### EXERCISE GOAL
Please copy out the entries below exactly, beginning with the line that contains "in the last quarter" and ending with the line that contains "pub struct PortfolioClient", and include nothing outside that span.

____ GIVEN DATA

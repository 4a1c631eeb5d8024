//! Portfolio API client
//!
//! Three read-only endpoints under the portfolio base URL, all keyed by the
//! investor's portfolio id:
//!
//! - `/overview-holding`: fresh entries and exits in the last quarter
//! - `/holdings`: current holdings, trimmed of per-row `subData`
//! - `/holdings-history`: quarterly position in one stock

use crate::config::{BROWSER_USER_AGENT, InvestorConfig};
use crate::error::{InvestorError, Result};
use crate::models::{HoldingHistoryEntry, PortfolioHolding};
use reqwest::Client;
use reqwest::header::{ACCEPT, HeaderMap, HeaderValue};
use serde_json::Value;
use tracing::debug;

/// Client for the portfolio API
pub struct PortfolioClient {
    client: Client,
    base_url: String,
}

impl PortfolioClient {
    /// Create a client from configuration
    ///
    /// Without a token, requests are still sent and rejected upstream.
    pub fn new(config: &InvestorConfig) -> Result<Self> {
        let mut headers = HeaderMap::new();
        headers.insert(ACCEPT, HeaderValue::from_static("application/json"));
        if let Some(token) = &config.money_control_token {
            let value = HeaderValue::from_str(token)
                .map_err(|e| InvestorError::Config(format!("Invalid MONEY_CONTROL_TOKEN: {e}")))?;
            headers.insert("Auth-Token", value);
        }

        let client = Client::builder()
            .timeout(config.request_timeout)
            .user_agent(BROWSER_USER_AGENT)
            .default_headers(headers)
            .build()?;

        Ok(Self::with_client(client, &config.portfolio_api_base))
    }

    /// Use a preconfigured HTTP client
    pub fn with_client(client: Client, base_url: &str) -> Self {
        Self {
            client,
            base_url: base_url.trim_end_matches('/').to_string(),
        }
    }

    /// Entries and exits in the investor's portfolio over the last quarter
    pub async fn overview(&self, portfolio_id: &str) -> Result<Value> {
        self.get_json(
            "overview-holding",
            &[("page", "1"), ("portfolioId", portfolio_id), ("deviceType", "W")],
        )
        .await
    }

    /// Current holdings with the per-row `subData` breakdown removed
    pub async fn holdings(&self, portfolio_id: &str) -> Result<PortfolioHolding> {
        let mut body = self
            .get_json("holdings", &[("portfolioId", portfolio_id), ("deviceType", "W")])
            .await?;

        let rows = strip_sub_data(&mut body)?;
        debug!(portfolio_id, rows, "Trimmed holdings");

        serde_json::from_value(body)
            .map_err(|e| InvestorError::Parse(format!("Holdings response: {e}")))
    }

    /// Quarterly holding percentage of one stock by the investor
    pub async fn holding_history(
        &self,
        portfolio_id: &str,
        nse_code: &str,
    ) -> Result<Vec<HoldingHistoryEntry>> {
        let body = self
            .get_json(
                "holdings-history",
                &[("portfolioId", portfolio_id), ("nseId", nse_code)],
            )
            .await?;

        project_history(&body)
    }

    async fn get_json(&self, endpoint: &str, query: &[(&str, &str)]) -> Result<Value> {
        let url = format!("{}/{endpoint}", self.base_url);
        debug!(url = %url, ?query, "Calling portfolio API");

        let fetch_error = |reason: String| InvestorError::Fetch {
            url: url.clone(),
            reason,
        };

        let response = self
            .client
            .get(&url)
            .query(query)
            .send()
            .await
            .map_err(|e| fetch_error(e.to_string()))?;

        let status = response.status();
        if !status.is_success() {
            return Err(fetch_error(format!("HTTP {status}")));
        }

        let text = response.text().await.map_err(|e| fetch_error(e.to_string()))?;
        serde_json::from_str(&text)
            .map_err(|e| InvestorError::Parse(format!("{endpoint} returned invalid JSON: {e}")))
    }
}

/// Remove `subData` from every row of `data.dataList`, returning the row count
pub fn strip_sub_data(body: &mut Value) -> Result<usize> {
    let rows = body
        .pointer_mut("/data/dataList")
        .and_then(Value::as_array_mut)
        .ok_or_else(|| InvestorError::Parse("Holdings response has no data.dataList".to_string()))?;

    for row in rows.iter_mut() {
        if let Some(fields) = row.as_object_mut() {
            fields.remove("subData");
        }
    }
    Ok(rows.len())
}

/// Keep only quarter, holding percentage and client name of each history row
pub fn project_history(body: &Value) -> Result<Vec<HoldingHistoryEntry>> {
    let rows = body
        .get("data")
        .and_then(Value::as_array)
        .ok_or_else(|| InvestorError::Parse("History response has no data list".to_string()))?;

    rows.iter()
        .map(|row| {
            serde_json::from_value(row.clone())
                .map_err(|e| InvestorError::Parse(format!("History entry: {e}")))
        })
        .collect()
}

________

### RESPONSE
//! - `/overview-holding`: fresh entries and exits in the last quarter
//! - `/holdings`: current holdings, trimmed of per-row `subData`
//! - `/holdings-history`: quarterly position in one stock

use crate::config::{BROWSER_USER_AGENT, InvestorConfig};
use crate::error::{InvestorError, Result};
use crate::models::{HoldingHistoryEntry, PortfolioHolding};
use reqwest::Client;
use reqwest::header::{ACCEPT, HeaderMap, HeaderValue};
use serde_json::Value;
use tracing::debug;

/// Client for the portfolio API
pub struct PortfolioClient {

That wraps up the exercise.